I asked her, “How was school today, are you still having trouble with that boy?”
“I saw daddy this morning.”
My daughter is like a lot of Nigerian kids; nosy. And like most first daughters; bossy. And when they have a mother like my wife who is beautiful, there self-confidence triples in Fahrenheit.
I know you want me to tell you more about my wife but I won’t. I can’t be investigating both people’s spouses and mine. But my daughter —I’m thinking her bride price will be a little bit high.
She pointed at the door.
I leaned in and whispered, “What did you see?”
Her eyes brightened, “I think Daddy has a visitor.”
My daughter calls Mr. Gbade daddy, I have to ask her sometimes if she means me or him, depending on what we were talking about. I used to tell her ‘daddy’ was for me alone, it is my special property. My wife reminds her instead that I’m not to be minded, every man my age is a daddy. But I’m still in my early thirties, my hairline is receding fast. My wife wants me to have a big stomach before I’m forty. I’m not having it. I glanced at my wife, she was smiling at the TV.
“Did you tell mummy?”
“But your mummy said she did not hear anything— “
“She said I should not tell you, that you don’t use to mind your business.”
Ouch, that hurts. I’m going to divorce your mother and marry my secretary, I thought.

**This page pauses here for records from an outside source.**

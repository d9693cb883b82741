use bizflow_core::{AgentId, ApprovalKind, Decision, RevisionRequest};

/// Why a workflow stops at a gate.
#[derive(Debug, Clone, PartialEq, Eq)]
pub enum Termination {
    /// The reviewer approved the results.
    Completed,
    /// The reviewer rejected the plan without asking for a new one.
    PlanRejected { feedback: Option<String> },
    /// Nobody answered in time.
    TimedOut { gate: ApprovalKind },
}

/// What the workflow does after a gate resolves.
#[derive(Debug, Clone, PartialEq, Eq)]
pub enum NextAction {
    /// Execute the proposed plan.
    Proceed,
    /// Execute this human-chosen sequence instead of the proposal.
    ExecuteSequence(Vec<AgentId>),
    /// Ask the planner for a new sequence.
    Replan,
    /// Re-run these agents, in sequence order, keeping the other results.
    ReExecute(Vec<AgentId>),
    Terminate(Termination),
}

/// Maps gate decisions onto the next step of the workflow.
pub struct RevisionController;

impl RevisionController {
    /// Interpret a validated decision.
    ///
    /// `sequence` is the current agent sequence; targeted re-runs are ordered
    /// by it.
    pub fn interpret(kind: ApprovalKind, decision: &Decision, sequence: &[AgentId]) -> NextAction {
        if decision.timed_out {
            return NextAction::Terminate(Termination::TimedOut { gate: kind });
        }

        match (kind, decision.approved) {
            (ApprovalKind::Plan, true) => NextAction::Proceed,
            (ApprovalKind::Result, true) => NextAction::Terminate(Termination::Completed),
            (ApprovalKind::Plan, false) => match &decision.revision {
                Some(RevisionRequest::ModifiedSequence(seq)) => {
                    NextAction::ExecuteSequence(seq.clone())
                }
                Some(RevisionRequest::FullReplan) => NextAction::Replan,
                // Not produced by plan-gate validation.
                Some(RevisionRequest::SpecificAgents(_)) | None => {
                    NextAction::Terminate(Termination::PlanRejected {
                        feedback: decision.feedback.clone(),
                    })
                }
            },
            (ApprovalKind::Result, false) => match &decision.revision {
                Some(RevisionRequest::SpecificAgents(targets)) => {
                    let ordered: Vec<AgentId> = sequence
                        .iter()
                        .copied()
                        .filter(|a| targets.contains(a))
                        .collect();
                    if ordered.is_empty() {
                        NextAction::Replan
                    } else {
                        NextAction::ReExecute(ordered)
                    }
                }
                Some(RevisionRequest::ModifiedSequence(seq)) => {
                    NextAction::ExecuteSequence(seq.clone())
                }
                Some(RevisionRequest::FullReplan) | None => NextAction::Replan,
            },
        }
    }
}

I whispered, “If I mind my business we would not have any money, baby.”
“Mummy says minding our business is good for business,” said her with a questioning frown.
I split my egg in two with a fork, I separated the yolk like I have done since I was a small kid growing in Enugu. I made an elaborate show of putting the yolk in my mouth. Rachel turned to see if her mother was looking.
She said, “Daddy give me.”
“No, baby. This yolk is my business.”
She pouted. I gave in.
We finished the egg. Her excuse is I need more carbs than protein simply because she was still growing but I’m not.
“So tell me what you saw, Rachel.”
The show on Zeeworld was coming to an anxious but musical end, my wife had drawn her knees up and her head is bent to the side, like a teenager being carried on by her first romance novel.
How women manage to sustain this flight of fancy with idyllic shows, I don’t know.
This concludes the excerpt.